• [EXERCISE AIM]
Print the data that follows exactly as it stands, from its first line through the line containing "the connection limit.", and stop there.

☆ ☆ ☆ ☆ ☆ ☆ ☆

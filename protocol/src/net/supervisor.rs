//! # Acceptor / Session Supervisor
//!
//! Owns everything that outlives a session: the listener, the long-term
//! keys, the TLS client configuration, and the connection count. Accepts
//! one workload connection at a time and runs its session to completion —
//! the peer pre-forks on its side, so the proxy gains nothing from serving
//! sessions in parallel, and exclusive ownership of per-session state stays
//! trivially true.
//!
//! A session that dies takes nothing with it: the supervisor logs the
//! terminal error and goes back to `accept`. Only startup problems (a port
//! that won't bind) propagate out of here.

use std::net::Ipv4Addr;

use tokio::net::{TcpListener, TcpStream};
use tokio::sync::watch;

use super::session;
use crate::crypto::keys::LongTermKeys;
use crate::net::tls::TlsClient;

/// Supervisor knobs, as handed down from the CLI.
#[derive(Debug, Clone)]
pub struct SupervisorConfig {
    /// Local TCP port for inbound workload connections.
    pub listen_port: u16,
    /// Stop after this many sessions have been torn down. Zero means run
    /// forever. Failed sessions count: each one was accepted, served, and
    /// torn down, which is what the limit is for.
    pub maxconn: u64,
}

/// The accept loop and the read-only state it shares with every session.
pub struct Supervisor {
    config: SupervisorConfig,
    keys: LongTermKeys,
    tls: TlsClient,
}

impl Supervisor {
    pub fn new(config: SupervisorConfig, keys: LongTermKeys, tls: TlsClient) -> Self {
        Self { config, keys, tls }
    }

    /// Bind the configured port. Split out from [`serve_on`](Self::serve_on)
    /// so the caller can treat a bind failure as startup-fatal and so tests
    /// can bind port 0 and learn the real one.
    pub async fn bind(&self) -> std::io::Result<TcpListener> {
        let listener =
            TcpListener::bind((Ipv4Addr::UNSPECIFIED, self.config.listen_port)).await?;
        tracing::info!(
            addr = %listener.local_addr()?,
            remote = %self.tls.remote_addr(),
            "listening for workload connections"
        );
        Ok(listener)
    }

    /// Bind and serve until shutdown or the connection limit.
    pub async fn serve(self, shutdown: watch::Receiver<bool>) -> std::io::Result<()> {
        let listener = self.bind().await?;
        self.serve_on(listener, shutdown).await;
        Ok(())
    }

    /// Serve sessions from an already-bound listener.
    ///
    /// Returns when the shutdown signal fires (including mid-session: the
    /// session future is dropped, which closes its sockets) or when
    /// `maxconn` sessions have been torn down.
    pub async fn serve_on(self, listener: TcpListener, mut shutdown: watch::Receiver<bool>) {
        let mut completed = 0u64;

        loop {
            if self.config.maxconn > 0 && completed >= self.config.maxconn {
                tracing::info!(sessions = completed, "session limit reached, exiting");
                return;
            }

            let (socket, peer) = tokio::select! {
                res = listener.accept() => match res {
                    Ok(conn) => conn,
                    Err(e) => {
                        // Transient accept failures (EMFILE and friends)
                        // must not kill a long-running daemon.
                        tracing::warn!(error = %e, "accept failed");
                        continue;
                    }
                },
                _ = shutdown.changed() => {
                    tracing::info!("shutdown signal received");
                    return;
                }
            };

            let _ = socket.set_nodelay(true);
            tracing::info!(%peer, session = completed + 1, "workload connected");

            let served = tokio::select! {
                res = self.serve_session(socket) => Some(res),
                _ = shutdown.changed() => None,
            };

            match served {
                Some(Ok(stats)) => {
                    tracing::info!(
                        %peer,
                        to_remote = stats.to_remote,
                        to_workload = stats.to_workload,
                        "session completed"
                    );
                }
                Some(Err(e)) => {
                    // One line, kind and cause; payload contents never
                    // appear here.
                    tracing::warn!(%peer, error = %e, "session terminated");
                }
                None => {
                    tracing::info!(%peer, "shutdown during active session");
                    return;
                }
            }
            completed += 1;
        }
    }

    async fn serve_session(
        &self,
        socket: TcpStream,
    ) -> Result<session::SessionStats, session::SessionError> {
        session::run(socket, &self.keys, &self.tls).await
    }
}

☆ ☆ ☆ ☆ ☆ ☆ ☆

• [SOLVED PROBLEM]
filename protocol/src/net/supervisor.rs
//! # Acceptor / Session Supervisor
//!
//! Owns everything that outlives a session: the listener, the long-term
//! keys, the TLS client configuration, and the connection count. Accepts
//! one workload connection at a time and runs its session to completion —
//! the peer pre-forks on its side, so the proxy gains nothing from serving
//! sessions in parallel, and exclusive ownership of per-session state stays
//! trivially true.
//!
//! A session that dies takes nothing with it: the supervisor logs the
//! terminal error and goes back to `accept`. Only startup problems (a port
//! that won't bind) propagate out of here.

use std::net::Ipv4Addr;

use tokio::net::{TcpListener, TcpStream};
use tokio::sync::watch;

use super::session;
use crate::crypto::keys::LongTermKeys;
use crate::net::tls::TlsClient;

/// Supervisor knobs, as handed down from the CLI.
#[derive(Debug, Clone)]
pub struct SupervisorConfig {
    /// Local TCP port for inbound workload connections.
    pub listen_port: u16,
    /// Stop after this many sessions have been torn down. Zero means run
    /// forever. Failed sessions count: each one was accepted, served, and
    /// torn down, which is what the limit is for.
    pub maxconn: u64,
}

/// The accept loop and the read-only state it shares with every session.
pub struct Supervisor {
    config: SupervisorConfig,
    keys: LongTermKeys,
    tls: TlsClient,
}

impl Supervisor {
    pub fn new(config: SupervisorConfig, keys: LongTermKeys, tls: TlsClient) -> Self {
        Self { config, keys, tls }
    }

    /// Bind the configured port. Split out from [`serve_on`](Self::serve_on)
    /// so the caller can treat a bind failure as startup-fatal and so tests
    /// can bind port 0 and learn the real one.
    pub async fn bind(&self) -> std::io::Result<TcpListener> {
        let listener =
            TcpListener::bind((Ipv4Addr::UNSPECIFIED, self.config.listen_port)).await?;
        tracing::info!(
            addr = %listener.local_addr()?,
            remote = %self.tls.remote_addr(),
            "listening for workload connections"
        );
        Ok(listener)
    }

    /// Bind and serve until shutdown or the connection limit.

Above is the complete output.